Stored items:

☆ ☆ ☆ ☆ ☆

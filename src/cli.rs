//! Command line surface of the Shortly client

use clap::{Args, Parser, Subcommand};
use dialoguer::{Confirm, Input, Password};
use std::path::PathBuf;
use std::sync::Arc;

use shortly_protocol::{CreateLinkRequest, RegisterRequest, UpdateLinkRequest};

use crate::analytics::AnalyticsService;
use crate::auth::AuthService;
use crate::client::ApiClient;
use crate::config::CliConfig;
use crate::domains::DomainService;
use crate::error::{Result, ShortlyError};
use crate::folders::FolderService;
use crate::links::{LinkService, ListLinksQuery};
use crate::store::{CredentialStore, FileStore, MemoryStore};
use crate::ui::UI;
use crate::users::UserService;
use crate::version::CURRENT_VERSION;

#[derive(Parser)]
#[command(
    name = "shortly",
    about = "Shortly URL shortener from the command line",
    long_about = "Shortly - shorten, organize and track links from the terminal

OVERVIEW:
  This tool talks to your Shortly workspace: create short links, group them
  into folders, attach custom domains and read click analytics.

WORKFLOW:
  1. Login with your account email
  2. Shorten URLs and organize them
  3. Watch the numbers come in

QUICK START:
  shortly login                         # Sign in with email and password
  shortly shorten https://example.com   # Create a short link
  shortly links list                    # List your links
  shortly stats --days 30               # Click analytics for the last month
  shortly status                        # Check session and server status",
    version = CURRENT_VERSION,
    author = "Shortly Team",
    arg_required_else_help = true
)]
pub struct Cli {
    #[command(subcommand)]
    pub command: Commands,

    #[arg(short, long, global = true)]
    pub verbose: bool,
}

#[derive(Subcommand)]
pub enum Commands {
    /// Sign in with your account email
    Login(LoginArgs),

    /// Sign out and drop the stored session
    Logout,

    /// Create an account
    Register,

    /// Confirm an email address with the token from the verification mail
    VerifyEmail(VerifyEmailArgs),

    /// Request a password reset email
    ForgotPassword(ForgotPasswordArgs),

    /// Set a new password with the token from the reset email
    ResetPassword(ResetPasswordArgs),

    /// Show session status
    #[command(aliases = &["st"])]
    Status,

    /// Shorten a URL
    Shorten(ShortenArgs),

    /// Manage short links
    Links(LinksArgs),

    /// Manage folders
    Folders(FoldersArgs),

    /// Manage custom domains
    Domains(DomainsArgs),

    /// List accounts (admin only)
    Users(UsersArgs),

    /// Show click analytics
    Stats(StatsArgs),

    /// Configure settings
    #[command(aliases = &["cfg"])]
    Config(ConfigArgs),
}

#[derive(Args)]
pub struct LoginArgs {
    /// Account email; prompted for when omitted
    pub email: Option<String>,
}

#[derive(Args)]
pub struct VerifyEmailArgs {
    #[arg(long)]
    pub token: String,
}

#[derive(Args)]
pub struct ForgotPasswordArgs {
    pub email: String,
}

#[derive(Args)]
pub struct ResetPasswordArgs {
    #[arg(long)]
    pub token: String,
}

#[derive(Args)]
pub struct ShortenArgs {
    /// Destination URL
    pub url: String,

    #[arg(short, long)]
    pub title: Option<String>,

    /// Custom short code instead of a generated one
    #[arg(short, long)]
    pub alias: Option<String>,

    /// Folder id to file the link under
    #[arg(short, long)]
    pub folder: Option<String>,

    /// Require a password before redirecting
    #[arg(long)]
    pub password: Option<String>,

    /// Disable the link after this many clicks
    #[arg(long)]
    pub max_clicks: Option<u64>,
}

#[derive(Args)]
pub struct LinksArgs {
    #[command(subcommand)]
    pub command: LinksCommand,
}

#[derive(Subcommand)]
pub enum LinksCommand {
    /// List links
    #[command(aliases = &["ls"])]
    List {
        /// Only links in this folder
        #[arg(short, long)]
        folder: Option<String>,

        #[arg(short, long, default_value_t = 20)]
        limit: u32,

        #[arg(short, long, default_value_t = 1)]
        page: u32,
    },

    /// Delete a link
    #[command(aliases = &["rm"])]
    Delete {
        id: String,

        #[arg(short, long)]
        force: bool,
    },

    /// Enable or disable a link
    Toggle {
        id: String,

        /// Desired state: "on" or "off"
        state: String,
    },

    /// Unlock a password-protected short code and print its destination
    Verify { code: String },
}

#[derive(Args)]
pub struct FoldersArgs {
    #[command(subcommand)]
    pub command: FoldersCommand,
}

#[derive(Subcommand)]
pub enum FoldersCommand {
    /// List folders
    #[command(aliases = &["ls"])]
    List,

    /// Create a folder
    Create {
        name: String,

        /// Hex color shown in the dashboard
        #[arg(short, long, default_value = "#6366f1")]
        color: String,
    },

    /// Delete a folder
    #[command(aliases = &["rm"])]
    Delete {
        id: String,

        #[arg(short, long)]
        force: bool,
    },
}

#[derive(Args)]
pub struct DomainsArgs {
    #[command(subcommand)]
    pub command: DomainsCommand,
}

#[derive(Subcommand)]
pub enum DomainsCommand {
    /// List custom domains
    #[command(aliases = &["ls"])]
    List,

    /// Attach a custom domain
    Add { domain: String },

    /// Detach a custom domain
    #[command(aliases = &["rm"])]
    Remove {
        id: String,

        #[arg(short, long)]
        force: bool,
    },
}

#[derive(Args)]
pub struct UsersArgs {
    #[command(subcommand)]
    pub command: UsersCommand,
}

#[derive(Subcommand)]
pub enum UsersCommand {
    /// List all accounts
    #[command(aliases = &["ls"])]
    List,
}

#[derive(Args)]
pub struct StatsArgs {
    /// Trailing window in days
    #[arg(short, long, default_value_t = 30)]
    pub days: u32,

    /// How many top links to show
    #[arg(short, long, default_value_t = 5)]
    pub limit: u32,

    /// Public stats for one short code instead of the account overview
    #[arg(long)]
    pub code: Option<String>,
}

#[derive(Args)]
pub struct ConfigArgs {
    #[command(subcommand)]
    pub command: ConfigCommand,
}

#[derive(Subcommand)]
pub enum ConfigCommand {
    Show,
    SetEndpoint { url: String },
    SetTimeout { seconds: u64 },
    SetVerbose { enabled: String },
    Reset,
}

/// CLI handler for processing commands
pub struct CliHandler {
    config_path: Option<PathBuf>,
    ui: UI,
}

☆ ☆ ☆ ☆ ☆

All entries are to be output exactly as they stand.

filename src/cli.rs
//! Command line surface of the Shortly client

use clap::{Args, Parser, Subcommand};
use dialoguer::{Confirm, Input, Password};
use std::path::PathBuf;
use std::sync::Arc;

use shortly_protocol::{CreateLinkRequest, RegisterRequest, UpdateLinkRequest};

use crate::analytics::AnalyticsService;
use crate::auth::AuthService;
use crate::client::ApiClient;
use crate::config::CliConfig;
use crate::domains::DomainService;
use crate::error::{Result, ShortlyError};
use crate::folders::FolderService;
use crate::links::{LinkService, ListLinksQuery};
use crate::store::{CredentialStore, FileStore, MemoryStore};
use crate::ui::UI;
use crate::users::UserService;
use crate::version::CURRENT_VERSION;

#[derive(Parser)]
#[command(
    name = "shortly",
    about = "Shortly URL shortener from the command line",
    long_about = "Shortly - shorten, organize and track links from the terminal

OVERVIEW:
  This tool talks to your Shortly workspace: create short links, group them
  into folders, attach custom domains and read click analytics.

WORKFLOW:
  1. Login with your account email
  2. Shorten URLs and organize them
  3. Watch the numbers come in

QUICK START:
  shortly login                         # Sign in with email and password
  shortly shorten https://example.com   # Create a short link
  shortly links list                    # List your links
  shortly stats --days 30               # Click analytics for the last month
  shortly status                        # Check session and server status",
    version = CURRENT_VERSION,
    author = "Shortly Team",
    arg_required_else_help = true
)]
pub struct Cli {
    #[command(subcommand)]
    pub command: Commands,

    #[arg(short, long, global = true)]
    pub verbose: bool,
}

#[derive(Subcommand)]
pub enum Commands {
    /// Sign in with your account email
    Login(LoginArgs),

    /// Sign out and drop the stored session
    Logout,

    /// Create an account
    Register,

    /// Confirm an email address with the token from the verification mail
    VerifyEmail(VerifyEmailArgs),

    /// Request a password reset email
    ForgotPassword(ForgotPasswordArgs),

    /// Set a new password with the token from the reset email
    ResetPassword(ResetPasswordArgs),

    /// Show session status
    #[command(aliases = &["st"])]
    Status,

    /// Shorten a URL
    Shorten(ShortenArgs),

    /// Manage short links
    Links(LinksArgs),

    /// Manage folders
    Folders(FoldersArgs),

    /// Manage custom domains
    Domains(DomainsArgs),

    /// List accounts (admin only)
    Users(UsersArgs),

    /// Show click analytics
    Stats(StatsArgs),

    /// Configure settings
    #[command(aliases = &["cfg"])]
    Config(ConfigArgs),
}

#[derive(Args)]
pub struct LoginArgs {
    /// Account email; prompted for when omitted
    pub email: Option<String>,
}

#[derive(Args)]
pub struct VerifyEmailArgs {
    #[arg(long)]
    pub token: String,
}

#[derive(Args)]
pub struct ForgotPasswordArgs {
    pub email: String,
}

#[derive(Args)]
pub struct ResetPasswordArgs {
    #[arg(long)]
    pub token: String,
}

#[derive(Args)]
pub struct ShortenArgs {
    /// Destination URL
    pub url: String,

    #[arg(short, long)]
    pub title: Option<String>,

    /// Custom short code instead of a generated one
    #[arg(short, long)]
    pub alias: Option<String>,

    /// Folder id to file the link under
    #[arg(short, long)]
    pub folder: Option<String>,

    /// Require a password before redirecting
    #[arg(long)]
    pub password: Option<String>,

    /// Disable the link after this many clicks
    #[arg(long)]
    pub max_clicks: Option<u64>,
}

#[derive(Args)]
pub struct LinksArgs {
    #[command(subcommand)]
    pub command: LinksCommand,
}

#[derive(Subcommand)]
pub enum LinksCommand {
    /// List links
    #[command(aliases = &["ls"])]
    List {
        /// Only links in this folder
        #[arg(short, long)]
        folder: Option<String>,

        #[arg(short, long, default_value_t = 20)]
        limit: u32,

        #[arg(short, long, default_value_t = 1)]
        page: u32,
    },

    /// Delete a link
    #[command(aliases = &["rm"])]
    Delete {
        id: String,

        #[arg(short, long)]
        force: bool,
    },

    /// Enable or disable a link
    Toggle {
        id: String,

        /// Desired state: "on" or "off"
        state: String,
    },

    /// Unlock a password-protected short code and print its destination
    Verify { code: String },
}

#[derive(Args)]
pub struct FoldersArgs {
    #[command(subcommand)]
    pub command: FoldersCommand,
}

#[derive(Subcommand)]
pub enum FoldersCommand {
    /// List folders
    #[command(aliases = &["ls"])]
    List,

    /// Create a folder
    Create {
        name: String,

        /// Hex color shown in the dashboard
        #[arg(short, long, default_value = "#6366f1")]
        color: String,
    },

    /// Delete a folder
    #[command(aliases = &["rm"])]
    Delete {
        id: String,

        #[arg(short, long)]
        force: bool,
    },
}

#[derive(Args)]
pub struct DomainsArgs {
    #[command(subcommand)]
    pub command: DomainsCommand,
}

#[derive(Subcommand)]
pub enum DomainsCommand {
    /// List custom domains
    #[command(aliases = &["ls"])]
    List,

    /// Attach a custom domain
    Add { domain: String },

    /// Detach a custom domain
    #[command(aliases = &["rm"])]
    Remove {
        id: String,

        #[arg(short, long)]
        force: bool,
    },
}

#[derive(Args)]
pub struct UsersArgs {
    #[command(subcommand)]
    pub command: UsersCommand,
}

#[derive(Subcommand)]
pub enum UsersCommand {
    /// List all accounts
    #[command(aliases = &["ls"])]
    List,
}

#[derive(Args)]
pub struct StatsArgs {
    /// Trailing window in days
    #[arg(short, long, default_value_t = 30)]
    pub days: u32,

    /// How many top links to show
    #[arg(short, long, default_value_t = 5)]
    pub limit: u32,

    /// Public stats for one short code instead of the account overview
    #[arg(long)]
    pub code: Option<String>,
}

#[derive(Args)]
pub struct ConfigArgs {
    #[command(subcommand)]
    pub command: ConfigCommand,
}

#[derive(Subcommand)]
pub enum ConfigCommand {
    Show,
    SetEndpoint { url: String },
    SetTimeout { seconds: u64 },
    SetVerbose { enabled: String },
    Reset,
}

/// CLI handler for processing commands
pub struct CliHandler {
    config_path: Option<PathBuf>,
    ui: UI,
}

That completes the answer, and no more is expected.